Les cotes décimales : le standard francophone
Regarde, la cote décimale, c’est le pain quotidien du parieur français. Tu sees 2,50 ? Tu mets 10 €, ton gain brut sera 25 € (10×2,5). Simple, direct, sans chichi. La plupart des sites, dont parissportifsrugby.com, affichent ces valeurs en première ligne. La différence se trouve dans la décimale : plus le chiffre grimpe, plus le résultat est improbable. Voilà pourquoi les outsiders affichent 12,00 ou plus.
Cotes fractionnelles : l’héritage anglais
Voici le deal : 5/2, 7/4, 10/1… chaque fraction représente le profit net pour chaque unité de mise. Donc 5/2 sur 10 € donne 25 € de profit, plus ta mise initiale, soit 35 € au total. Les puristes anglais les adorent, les novices les trouvent ésotériques. Mais si tu maîtrises le calcul mental, tu peux comparer les deux formats à la volée.
Cotes américaines : le style USA
Et là, on change de langue. Les cotes américaines utilisent le signe + ou – . +250 signifie que 100 € misés rapportent 250 € de profit. –150 veut dire que tu dois placer 150 € pour gagner 100 €. Ce système est parfois utilisé sur les plateformes internationales, surtout quand elles offrent des paris en direct sur le Super Rugby.
Les cotes de type « over/under » : le jeu des totaux
Parlons du over/under, le terrain de jeu des parieurs qui n’aiment pas choisir un vainqueur. L’enjeu : le nombre total d’essais, de points ou de pénalités. Par exemple, over 45,5 points à 1,85. Si le match dépasse 46 points, tu rafles la mise. Sous 45 points, c’est l’autre camp qui empoche. La marge du .5 évite les égalités, et la cote décimale indique la rareté du scénario.
Cotes de pari à cheval : le combo gagnant
Un pari à cheval, c’est le mix.

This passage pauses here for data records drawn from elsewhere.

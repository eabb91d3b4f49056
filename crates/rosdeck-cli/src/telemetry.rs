//! Logging and OpenTelemetry setup for the `rosdeck` binary.
//!
//! | Variable | Effect |
//! |---|---|
//! | `OTEL_EXPORTER_OTLP_ENDPOINT` | OTLP collector base URL (e.g. `http://localhost:4318`). When set, spans are exported over OTLP/HTTP. |
//! | `RUST_LOG` | Log filter (default `"info"`). |
//! | `ROSDECK_LOG_FORMAT=json` | Emit newline-delimited JSON logs. |

use opentelemetry::trace::TracerProvider as _;
use opentelemetry_otlp::WithExportConfig;
use opentelemetry_sdk::{Resource, trace::SdkTracerProvider};
use tracing_subscriber::{EnvFilter, layer::SubscriberExt, util::SubscriberInitExt};

/// Install the global `tracing` subscriber, with an OTLP span exporter when
/// `OTEL_EXPORTER_OTLP_ENDPOINT` is set.
///
/// Hold the returned guard for the lifetime of the process; dropping it
/// flushes pending spans.
pub fn init_tracing(service_name: &str) -> TracerProviderGuard {
    let log_level = std::env::var("RUST_LOG").unwrap_or_else(|_| "info".to_string());
    let env_filter = EnvFilter::try_from_default_env().unwrap_or_else(|_| EnvFilter::new(log_level));
    let use_json = std::env::var("ROSDECK_LOG_FORMAT").as_deref() == Ok("json");

    let provider = build_provider(service_name);
    let otel_layer = provider
        .as_ref()
        .map(|p| tracing_opentelemetry::layer().with_tracer(p.tracer("rosdeck")));

    let registry = tracing_subscriber::registry().with(env_filter).with(otel_layer);
    if use_json {
        registry.with(tracing_subscriber::fmt::layer().json()).init();
    } else {
        registry.with(tracing_subscriber::fmt::layer().compact()).init();
    }

    TracerProviderGuard(provider)
}

/// Shuts the OTel provider down on drop.
pub struct TracerProviderGuard(Option<SdkTracerProvider>);

impl Drop for TracerProviderGuard {
    fn drop(&mut self) {
        if let Some(provider) = self.0.take()
            && let Err(e) = provider.shutdown()
        {
            eprintln!("[rosdeck] OpenTelemetry provider shutdown error: {e}");
        }
    }
}

/// `None` when no endpoint is configured or the exporter fails to build;
/// the failure is printed to stderr since logging is not up yet.
fn build_provider(service_name: &str) -> Option<SdkTracerProvider> {
    let endpoint = std::env::var("OTEL_EXPORTER_OTLP_ENDPOINT").ok()?;

    let exporter = opentelemetry_otlp::SpanExporter::builder()
        .with_http()
        .with_endpoint(endpoint)
        .build()
        .map_err(|e| eprintln!("[rosdeck] OTLP exporter init failed: {e}"))
        .ok()?;

    let resource = Resource::builder()
        .with_service_name(service_name.to_string())
        .build();

    Some(
        SdkTracerProvider::builder()
            .with_resource(resource)
            .with_simple_exporter(exporter)
            .build(),
    )
}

Tu combines plusieurs sélections, chaque cote se multiplie. 2,00 × 3,00 × 1,80 = 10,80. Le risque monte, le gain aussi. Idéal pour les connaisseurs qui veulent maximiser leurs retours sur un week‑end où le Français fait un triple‑coup. Attention aux restrictions de mise, certaines plateformes imposent un plafond.
Les cotes « live » : le marché qui bouge
Le live, c’est le bazar. Les cotes évoluent seconde par seconde. Un essai à la 75ᵉ minute peut faire passer la cote d’une victoire de 1,90 à 3,20 en deux temps. Ici, la réactivité prime. Tu dois saisir les opportunités avant que le système ne re‑équilibre les risques. Souvent, les cotes « over/under » deviennent plus volatiles que les simples résultats.